By Adam D. Frank
On first blush, one would think that reviewing Nick Land’s Shanghai World Expo Guidebook 2010 would be an exercise akin to reviewing a movie poster for Avatar—a kind of 2-D portrait of a 3-D experience.
But Land’s guidebook, it turns out, has more in common with the grand tradition of literary travel writing than it does with, say, an American Automobile Association treatment of an interstate highway tour. Like the Expo itself, its style is both substantive and sensual, nineteenth century in its way, yet thoroughly “modern” in its central theme of Shanghai’s shifting, baroque, and often unique interpretations of modernity. Lafcadio Hearn’s work comes to mind, but so does Paul Theroux’s.
Land’s opening paragraph foreshadows the combination of intellectual carnival ride and useful information about to come:
Modern Shanghai and the World Expo were born within a single decade, over 150 years ago. Since then, the twin histories of the world’s most iconic modern city and the greatest festival of modern civilization have unfolded in parallel, with frequent cross-fertilizations, through dizzy ascents and calamitous plunges that tracked the rise, fall, and renaissance of the modernist spirit. Through all these vicissitudes, each has reflected in large measure the trials, tempests, and triumphs of worldwide industrial modernity, defining its promise, nourishing its achievements, and sharing in its setbacks. At World Expo 2010 Shanghai, these parallel tracks melt together, into the largest discrete event in world history.
The guide is organized for both readability and practicality. “Part I: Overview” places the six-month-long Shanghai World Expo in the context of the two-week-long 2008 Beijing Olympics, historical economics of world expositions (“exponomics”), the philosophy of the world exposition movement as exemplified by the Bureau of International Expos (BIE), thematic shifts in recent world expos, and the highlights of the Shanghai Expo’s unique innovations. It is here, for example, where we first learn of the Shanghai Expo’s central theme—“Better City, Better Life,” and its five sub-themes: Blending of Diverse Cultures in the City, Economic Prosperity in the City, Innovation of Science and Technology in the City, Remodeling of Communities in the City, and Interactions between Urban and Rural Areas. We learn that “World Expo Shanghai 2010 shatters Expo records” for site size (528 hectares, including the Puxi and Pudong sides of the Huangpu River that splits the city in two); projected visitor numbers (70 million, a figure Expo officials expect to reach by October 31, 2010, the official end date of the event); number of participating nations (240 plus); unique innovations of a special Urban Best Practice area with large-scale models of city life around the world, the Online Expo Shanghai (www.expo.cn), and numerous techno enhancements to ease the visitor’s experience.
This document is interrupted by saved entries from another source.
pub mod cache;
pub mod gateway;
pub mod policy;
pub mod protocol;
pub mod registry;
pub mod router;
pub mod tool;

pub use cache::{Cache, CacheOptions, CacheStats};
pub use gateway::GatewayService;
pub use policy::{NamespaceSelector, PolicyAction, PolicyRule, Resolution};
pub use registry::{RegistryEvent, ToolRegistry};
pub use router::{CallResult, RouterConfig, RouterError, ToolRouter};
pub use tool::{Namespace, ServerRegistration, Tool, ToolRegistration};
use eyre::{Result, WrapErr};
use tracing_subscriber::{EnvFilter, Registry, layer::SubscriberExt, util::SubscriberInitExt};

use crate::config::LogFormat;

/// Build the level filter: `RUST_LOG` wins over the configured level.
fn env_filter(level: &str) -> Result<EnvFilter> {
    match EnvFilter::try_from_default_env() {
        Ok(filter) => Ok(filter),
        Err(_) => EnvFilter::try_new(level).wrap_err_with(|| format!("Invalid log level: {level}")),
    }
}

/// Initialize structured logging.
///
/// Logs always go to stderr; stdout is reserved for the stdio transport.
pub fn init_tracing(level: &str, format: LogFormat) -> Result<()> {
    let env_filter = env_filter(level)?;

    let fmt_layer = tracing_subscriber::fmt::layer()
        .with_writer(std::io::stderr)
        .with_target(true)
        .with_thread_ids(true)
        .with_file(true)
        .with_line_number(true);

    match format {
        LogFormat::Json => Registry::default()
            .with(env_filter)
            .with(
                fmt_layer
                    .json()
                    .with_current_span(true)
                    .with_span_list(false),
            )
            .try_init()
            .wrap_err("Failed to install tracing subscriber")?,
        LogFormat::Pretty => Registry::default()
            .with(env_filter)
            .with(fmt_layer.pretty().with_ansi(false))
            .try_init()
            .wrap_err("Failed to install tracing subscriber")?,
    }

    tracing::info!(level, ?format, "toolgate logging initialized");
    Ok(())
}

/// Span covering one routed tool call.
pub fn create_call_span(tool: &str, call_id: &str) -> tracing::Span {
    tracing::info_span!(
        "tool_call",
        tool.name = tool,
        call.id = call_id,
        server.id = tracing::field::Empty,
        fallback_used = tracing::field::Empty,
        cached = tracing::field::Empty,
        duration_ms = tracing::field::Empty,
    )
}

/// Span covering one request sent to a backend worker.
pub fn create_backend_span(server_id: &str, method: &str) -> tracing::Span {
    tracing::info_span!(
        "backend_request",
        server.id = server_id,
        rpc.method = method,
        rpc.id = tracing::field::Empty,
    )
}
“Part II: History” brings Land’s somewhat furtive project for the guide (hey, isn’t this supposed to be a tourist guide?!), as well as his formidable literary skills, into full view. “The modern world arose unexpectedly and has always perplexed itself,” he writes as his opening salvo in this section:
Modernity’s ceaseless, cumulative change defies every pre-existing pattern, abandoning stability without embracing the higher order of a great cycle or the simple destination of an eschatoalogical conclusion. Although establishing something like a new normality, it departs decisively from any sort of steady state. It displays waves and rhythms, but it subsumes such cycles, rather than succumbing to them. Whilst nourishing apocalyptic speculation, it continuously complicates anticipations of an end time. It engenders a previously unanticipated mode of time and history, characterized by ever-accelerated directional transformation, whose indices are quantitative growth and qualitative innovation. The worldwide consolidation of modernity only deepens its fundamental mystery.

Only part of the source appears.